つまり、新たな恋を探してください。と、思い続けられることは迷惑だと言っているようなものである。
「そうですか。セチロはそう解釈なされるのですね。ありがとうございます」
イオンはそう告げると、セチロのことを真っ直ぐ見据えた。
「とても、好きです。いえ。好きでした。セチロのご迷惑になることはしたくありません。明日からは、生徒会のために頑張ってまいります」
「分かっていただけて、ありがとうございます。明日からのイオンのご活躍。とても楽しみにしていますね」
「はい。では、今日はこれで失礼します」
イオンはそう告げると、踵を返して歩き出す。その歩調はとても速く、アルサルミンは刹那的にセチロを睨みつけ、イオンの後ろをネーヴェと共に追いかけていった。
「イオン!」
「大丈夫よ、アルサルミン。私は嘘が下手だから、最初にこの儀式をしておかないと後々セチロに迷惑をかけてしまうと思ったの。だから、平気。分かっていたことだもの」
寮に着く少し前、イオンはくるりと振り返り、アルサルミンの方を見つめてくる。
「セチロはああ言っていたけど、私の気持ちは本物よ。それくらい、いくら小さな箱に閉じ込められて育ってきた私にだって分かるわ。でも、セチロがそれを偽物だと言うなら、偽物にしてみせる。今よりも、もっと激しい恋をしてみせるわ。そして、今度こそ両想いになってみせる」
不意に涙をボロボロと零しながら、イオンは楽し気に笑いながら言葉を続ける。
「とても短い恋だったけど、楽しかった。そして、苦しかった」
「イオン……」
「ねぇ。あんな力なんてなかったら、もっと違っていたかしら? ううん。ごめんなさい、可能性の話しなんてしても仕方ないわよね」
「……」
「人に振られるって、こういうことなのね。それを知ることができただけでも、よかったわ。こんなに苦しいなんて知らなかったもの。私は、それを手玉に取っていたのよね、メイドを使って。

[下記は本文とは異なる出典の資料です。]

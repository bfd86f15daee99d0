//! Streaming asset download.

use std::path::Path;

use indicatif::{ProgressBar, ProgressStyle};
use reqwest::{Client, StatusCode};
use tokio::io::AsyncWriteExt;
use tracing::debug;

use crate::core::UpdateError;

/// Download the asset at `url` into `dest`, streaming the body chunk by
/// chunk.
///
/// The destination file is created fresh and its descriptor is closed when
/// this function returns, on every path. A partial write is a download
/// failure, never partial success: the caller owns `dest` as part of a
/// scoped temporary directory and abandons it wholesale on error. Returns
/// the number of bytes written.
pub async fn download_asset(client: &Client, url: &str, dest: &Path) -> Result<u64, UpdateError> {
    debug!("downloading {url} to {}", dest.display());

    let mut response = client.get(url).send().await.map_err(|e| UpdateError::Network {
        detail: format!("request to {url} failed: {e}"),
    })?;

    let status = response.status();
    if !status.is_success() {
        return Err(download_status_error(status, url));
    }

    let progress = response.content_length().map(byte_progress);
    let mut file = tokio::fs::File::create(dest).await.map_err(|e| UpdateError::Filesystem {
        detail: format!("failed to create {}: {e}", dest.display()),
    })?;

    let mut written = 0u64;
    loop {
        let chunk = match response.chunk().await {
            Ok(Some(chunk)) => chunk,
            Ok(None) => break,
            Err(e) => {
                return Err(UpdateError::Network {
                    detail: format!("download from {url} interrupted: {e}"),
                });
            }
        };

        file.write_all(&chunk).await.map_err(|e| UpdateError::Filesystem {
            detail: format!("failed writing {}: {e}", dest.display()),
        })?;
        written += chunk.len() as u64;
        if let Some(bar) = &progress {
            bar.inc(chunk.len() as u64);
        }
    }

    file.flush().await.map_err(|e| UpdateError::Filesystem {
        detail: format!("failed writing {}: {e}", dest.display()),
    })?;
    if let Some(bar) = &progress {
        bar.finish_and_clear();
    }

    debug!("downloaded {written} bytes");
    Ok(written)
}

fn download_status_error(status: StatusCode, url: &str) -> UpdateError {
    if status == StatusCode::FORBIDDEN {
        UpdateError::RateLimited
    } else {
        UpdateError::Download {
            status: status.as_u16(),
            url: url.to_string(),
        }
    }
}

fn byte_progress(total: u64) -> ProgressBar {
    let style = ProgressStyle::default_bar()
        .template("{prefix:.bold.cyan} [{bar:40.cyan/blue}] {bytes}/{total_bytes} ({eta})")
        .unwrap()
        .progress_chars("━╸━");
    ProgressBar::new(total).with_style(style).with_prefix("Downloading")
}
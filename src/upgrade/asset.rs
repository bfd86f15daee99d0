//! Platform-specific asset naming.

use super::context::UpdateContext;

/// Names and location of the release asset for one platform target.
///
/// Derived purely from the context and the release tag; no network or
/// filesystem access. Two filename dialects exist:
///
/// | target      | archive                      | binary inside            |
/// |-------------|------------------------------|--------------------------|
/// | non-Windows | `<bin>-<os>-<arch>.tar.gz`   | `<bin>-<os>-<arch>`      |
/// | Windows     | `<bin>-<os>-<arch>.exe.zip`  | `<bin>-<os>-<arch>.exe`  |
#[derive(Debug, Clone, PartialEq, Eq)]
pub struct AssetSpec {
    /// Filename of the archive attached to the release.
    pub archive_name: String,
    /// Name of the binary entry expected inside the archive.
    pub binary_name: String,
    /// Full download URL of the archive.
    pub url: String,
}

impl AssetSpec {
    /// Derive the asset names and URL for the given release tag.
    pub fn locate(ctx: &UpdateContext, tag: &str) -> Self {
        let target = ctx.target();
        let stem = format!("{}-{}-{}", ctx.bin_name(), target.os(), target.arch());

        let (archive_name, binary_name) = if target.is_windows() {
            (format!("{stem}.exe.zip"), format!("{stem}.exe"))
        } else {
            (format!("{stem}.tar.gz"), stem)
        };

        let url = ctx.download_url(tag, &archive_name);
        Self {
            archive_name,
            binary_name,
            url,
        }
    }
}

#[cfg(test)]
mod tests {
    use super::*;
    use crate::upgrade::platform::PlatformTarget;

    #[test]
    fn unix_targets_use_tar_gz_dialect() {
        let ctx = UpdateContext::from_build_env().with_target(PlatformTarget::new("linux", "x86_64"));
        let spec = AssetSpec::locate(&ctx, "v1.2.3");

        assert_eq!(spec.archive_name, "bookforge-linux-x86_64.tar.gz");
        assert_eq!(spec.binary_name, "bookforge-linux-x86_64");
        assert_eq!(
            spec.url,
            "https://github.com/bookforge/bookforge/releases/download/v1.2.3/bookforge-linux-x86_64.tar.gz"
        );
    }

    #[test]
    fn macos_arm_uses_tar_gz_dialect() {
        let ctx =
            UpdateContext::from_build_env().with_target(PlatformTarget::new("macos", "aarch64"));
        let spec = AssetSpec::locate(&ctx, "v0.9.0");

        assert_eq!(spec.archive_name, "bookforge-macos-aarch64.tar.gz");
        assert_eq!(spec.binary_name, "bookforge-macos-aarch64");
    }

    #[test]
    fn windows_targets_use_exe_zip_dialect() {
        let ctx =
            UpdateContext::from_build_env().with_target(PlatformTarget::new("windows", "x86_64"));
        let spec = AssetSpec::locate(&ctx, "v1.2.3");

        assert_eq!(spec.archive_name, "bookforge-windows-x86_64.exe.zip");
        assert_eq!(spec.binary_name, "bookforge-windows-x86_64.exe");
        assert_eq!(
            spec.url,
            "https://github.com/bookforge/bookforge/releases/download/v1.2.3/bookforge-windows-x86_64.exe.zip"
        );
    }
}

実験と称して」
後悔するようにイオンは告げると「今日の夕食はきっとご一緒できないと思うから、明日の朝からまたよろしくお誘いお願いね」と言葉を残して、イオンは寮の中へと走り去って行ってしまった。
「ネーヴェ、どうしよう。まさか、セチロがあんな風に出るなんて」
「セチロもいっぱいいっぱいだったと思いますよ。大好きなアルサルミンの前で告白されてしまい、真摯に応えなければならなかったのですから」
「そうなのかなぁ」
「はい。ですから、双方を見守るしかないと思います」
アルサルミンはネーヴェに抱きしめてもらいながら、ゆっくりとした口調でネーヴェに語り掛けてもらう。
「イオンは、気持ちを隠せない人ですから。きっとああするしかなかったのだと思います」
「うん。私もそう思う」
「ですが、強い方でもあります。あの5人に再び挑んでいく勇気を持っている人です。だから、明日、カラ元気であろうともいつもの彼女に戻っていることを祈りましょう。偽りも、続けていればいつか真実になります。失恋の傷も癒されていくはずです」
「うん、そうだよね。私たち、見守るしかできないんだもんね」
「はい。私たちにでいるのはイオンやセチロを見守ることと、イオンの新しい恋を祈ることです」
ネーヴェの台詞に、アルサルミンは大きく頷く。
――私に用意されたライバルは、とても可愛い人だったよ。
最初の恋は終わってしまったかもしれない。それでも次の恋に向かって突き進む勇気のある人で、どんな風にアルサルミンの恋の邪魔をしてくれるのか、ちょっと楽しみにしたくなるような、そんな可憐さのある女性であることに、イオンをアルサルミンのライバルにしてくれた運営に、ちょっと感謝したくなっていた。
誤字脱字多発中。少しずつ直していきます。すみません。